Dataset records
►
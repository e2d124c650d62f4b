use serde::{Serialize, Deserialize};
use std::fmt;
use std::str::FromStr;
use crate::error::Error;
use crate::validator::SEX_MESSAGE;

#[derive(Debug, Clone, Copy, Hash, Eq, PartialEq, Serialize, Deserialize)]
pub enum Sex {
    #[serde(rename = "M")]
    Male,
    #[serde(rename = "F")]
    Female,
}

impl Sex {
    pub fn code(&self) -> char {
        match self {
            Sex::Male => 'M',
            Sex::Female => 'F',
        }
    }

    /// Loose match used for dataset rows, which may spell the sex out
    /// ("male", "Female") or use the single-letter code.
    pub fn matches(&self, raw: &str) -> bool {
        raw.trim().to_uppercase().starts_with(self.code())
    }
}

impl fmt::Display for Sex {
    fn fmt(&self, f: &mut fmt::Formatter<'_>) -> fmt::Result {
        write!(f, "{}", self.code())
    }
}

impl FromStr for Sex {
    type Err = Error;

    fn from_str(s: &str) -> Result<Self, Self::Err> {
        match s {
            "M" => Ok(Sex::Male),
            "F" => Ok(Sex::Female),
            _ => Err(Error::Validation(SEX_MESSAGE.to_string())),
        }
    }
}

/// ACSM fitness categories, ordered from worst to best. `CriticallyLow` is
/// synthetic: it never appears in the reference table and is only assigned
/// to values below a decade's lowest band.
#[derive(Debug, Clone, Copy, Hash, Eq, PartialEq, PartialOrd, Ord, Serialize, Deserialize)]
pub enum FitnessLabel {
    #[serde(rename = "Critically Low")]
    CriticallyLow,
    #[serde(rename = "Very Poor")]
    VeryPoor,
    Poor,
    Fair,
    Good,
    Excellent,
    Superior,
}

impl FitnessLabel {
    pub const BANDED: [FitnessLabel; 6] = [
        FitnessLabel::VeryPoor,
        FitnessLabel::Poor,
        FitnessLabel::Fair,
        FitnessLabel::Good,
        FitnessLabel::Excellent,
        FitnessLabel::Superior,
    ];

    pub fn as_str(&self) -> &'static str {
        match self {
            FitnessLabel::CriticallyLow => "Critically Low",
            FitnessLabel::VeryPoor => "Very Poor",
            FitnessLabel::Poor => "Poor",
            FitnessLabel::Fair => "Fair",
            FitnessLabel::Good => "Good",
            FitnessLabel::Excellent => "Excellent",
            FitnessLabel::Superior => "Superior",
        }
    }

    pub fn zone(&self) -> Zone {
        match self {
            FitnessLabel::CriticallyLow | FitnessLabel::VeryPoor | FitnessLabel::Poor => Zone::Low,
            FitnessLabel::Fair | FitnessLabel::Good => Zone::Medium,
            FitnessLabel::Excellent | FitnessLabel::Superior => Zone::High,
        }
    }

    pub fn health_risk(&self) -> HealthRisk {
        match self {
            FitnessLabel::CriticallyLow | FitnessLabel::VeryPoor => HealthRisk::VeryHigh,
            FitnessLabel::Poor => HealthRisk::High,
            FitnessLabel::Fair => HealthRisk::Moderate,
            FitnessLabel::Good | FitnessLabel::Excellent => HealthRisk::Low,
            FitnessLabel::Superior => HealthRisk::VeryLow,
        }
    }
}

impl fmt::Display for FitnessLabel {
    fn fmt(&self, f: &mut fmt::Formatter<'_>) -> fmt::Result {
        write!(f, "{}", self.as_str())
    }
}

#[derive(Debug, Clone, Copy, Hash, Eq, PartialEq, Serialize, Deserialize)]
pub enum Zone {
    Low,
    Medium,
    High,
}

impl Zone {
    pub fn color(&self) -> &'static str {
        match self {
            Zone::Low => "#dc4446",
            Zone::Medium => "#fab005",
            Zone::High => "#51cf66",
        }
    }
}

impl fmt::Display for Zone {
    fn fmt(&self, f: &mut fmt::Formatter<'_>) -> fmt::Result {
        match self {
            Zone::Low => write!(f, "Low"),
            Zone::Medium => write!(f, "Medium"),
            Zone::High => write!(f, "High"),
        }
    }
}

#[derive(Debug, Clone, Copy, Hash, Eq, PartialEq, PartialOrd, Ord, Serialize, Deserialize)]
pub enum HealthRisk {
    #[serde(rename = "Very Low")]
    VeryLow,
    Low,
    Moderate,
    High,
    #[serde(rename = "Very High")]
    VeryHigh,
}

/// One normative band. `upper` is exclusive; `None` marks the open-ended
/// top band.
#[derive(Debug, Clone, Copy, PartialEq, Serialize, Deserialize)]
pub struct Band {
    pub label: FitnessLabel,
    pub lower: f64,
    pub upper: Option<f64>,
}

impl Band {
    pub const fn new(label: FitnessLabel, lower: f64, upper: f64) -> Self {
        Self { label, lower, upper: Some(upper) }
    }

    pub const fn open(label: FitnessLabel, lower: f64) -> Self {
        Self { label, lower, upper: None }
    }

    pub fn contains(&self, value: f64) -> bool {
        value >= self.lower && self.upper.map_or(true, |upper| value < upper)
    }
}

#[derive(Debug, Clone, PartialEq, Serialize, Deserialize)]
pub struct DecadeEntry {
    /// Inclusive age range.
    pub ages: (u32, u32),
    pub bands: Vec<Band>,
}

impl DecadeEntry {
    pub fn covers(&self, age: u32) -> bool {
        age >= self.ages.0 && age <= self.ages.1
    }

    pub fn band(&self, label: FitnessLabel) -> Option<&Band> {
        self.bands.iter().find(|band| band.label == label)
    }

    pub fn lowest_bound(&self) -> Option<f64> {
        self.bands.first().map(|band| band.lower)
    }
}

/// One reference observation from the sample dataset.
#[derive(Debug, Clone, PartialEq, Serialize, Deserialize)]
pub struct SampleRow {
    pub age: u32,
    pub sex: String,
    #[serde(default, skip_serializing_if = "Option::is_none")]
    pub group: Option<String>,
    pub vo2max_ml_kg_min: f64,
    #[serde(default, skip_serializing_if = "Option::is_none")]
    pub bmi: Option<f64>,
    #[serde(default, skip_serializing_if = "Option::is_none")]
    pub hr_rest: Option<f64>,
    #[serde(default, skip_serializing_if = "Option::is_none")]
    pub ethnicity: Option<String>,
    #[serde(default, skip_serializing_if = "Option::is_none")]
    pub activity_level: Option<String>,
}

impl SampleRow {
    pub fn new(age: u32, sex: &str, group: Option<&str>, vo2max_ml_kg_min: f64) -> Self {
        Self {
            age,
            sex: sex.to_string(),
            group: group.map(str::to_string),
            vo2max_ml_kg_min,
            bmi: None,
            hr_rest: None,
            ethnicity: None,
            activity_level: None,
        }
    }

    pub fn with_profile(mut self, bmi: f64, activity_level: &str) -> Self {
        self.bmi = Some(bmi);
        self.activity_level = Some(activity_level.to_string());
        self
    }

    /// Untagged rows count as healthy.
    pub fn is_healthy(&self) -> bool {
        self.group
            .as_deref()
            .map_or(true, |group| group.eq_ignore_ascii_case("healthy"))
    }
}

#[derive(Debug, Clone, PartialEq, Serialize)]
pub struct ClassificationResult {
    pub label: FitnessLabel,
    pub zone: Zone,
    pub confidence: f64,
    pub percentile: u32,
    pub health_risk: HealthRisk,
}

/// Which rung of the fallback chain produced a set of baseline statistics.
#[derive(Debug, Clone, Copy, Eq, PartialEq, Serialize)]
#[serde(rename_all = "snake_case")]
pub enum StatisticsSource {
    ExactSample,
    TableDerived,
    DemographicHeuristic,
    LastResort,
}

#[derive(Debug, Clone, PartialEq, Serialize)]
#[serde(rename_all = "camelCase")]
pub struct BaselineStatistics {
    pub mean: f64,
    pub median: f64,
    pub standard_deviation: f64,
    pub sample_size: u64,
    pub confidence_interval: [f64; 2],
    pub source: StatisticsSource,
}

impl BaselineStatistics {
    /// Statistics for a synthesized baseline where the median is taken to
    /// equal the mean and the interval is a fixed half-width.
    pub fn synthetic(
        mean: f64,
        standard_deviation: f64,
        sample_size: u64,
        half_width: f64,
        source: StatisticsSource,
    ) -> Self {
        Self {
            mean,
            median: mean,
            standard_deviation,
            sample_size,
            confidence_interval: [mean - half_width, mean + half_width],
            source,
        }
    }

    pub fn is_finite(&self) -> bool {
        self.mean.is_finite()
            && self.median.is_finite()
            && self.standard_deviation.is_finite()
            && self.confidence_interval.iter().all(|bound| bound.is_finite())
    }
}
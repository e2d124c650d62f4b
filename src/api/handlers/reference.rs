use axum::{
    extract::{Path, State},
    response::Json,
};
use std::sync::Arc;
use tracing::info;
use crate::{
    AppState, ReferenceResponse,
    api::handlers::common::{api_error, ApiError},
    validator::parse_sex,
};

pub async fn get_reference(
    State(state): State<Arc<AppState>>,
    Path(sex): Path<String>,
) -> Result<Json<ReferenceResponse>, ApiError> {
    let sex = parse_sex(&sex).map_err(|e| api_error(e, state.config.environment))?;
    let decades = state.table.decades(sex).to_vec();

    info!("Serving {} ACSM decades for sex {}", decades.len(), sex);

    Ok(Json(ReferenceResponse { sex, decades }))
}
◄
Problem to solve:
Check each line above for the string "DecadeEntry" and copy every line that has it.

Output:
pub struct DecadeEntry {
impl DecadeEntry {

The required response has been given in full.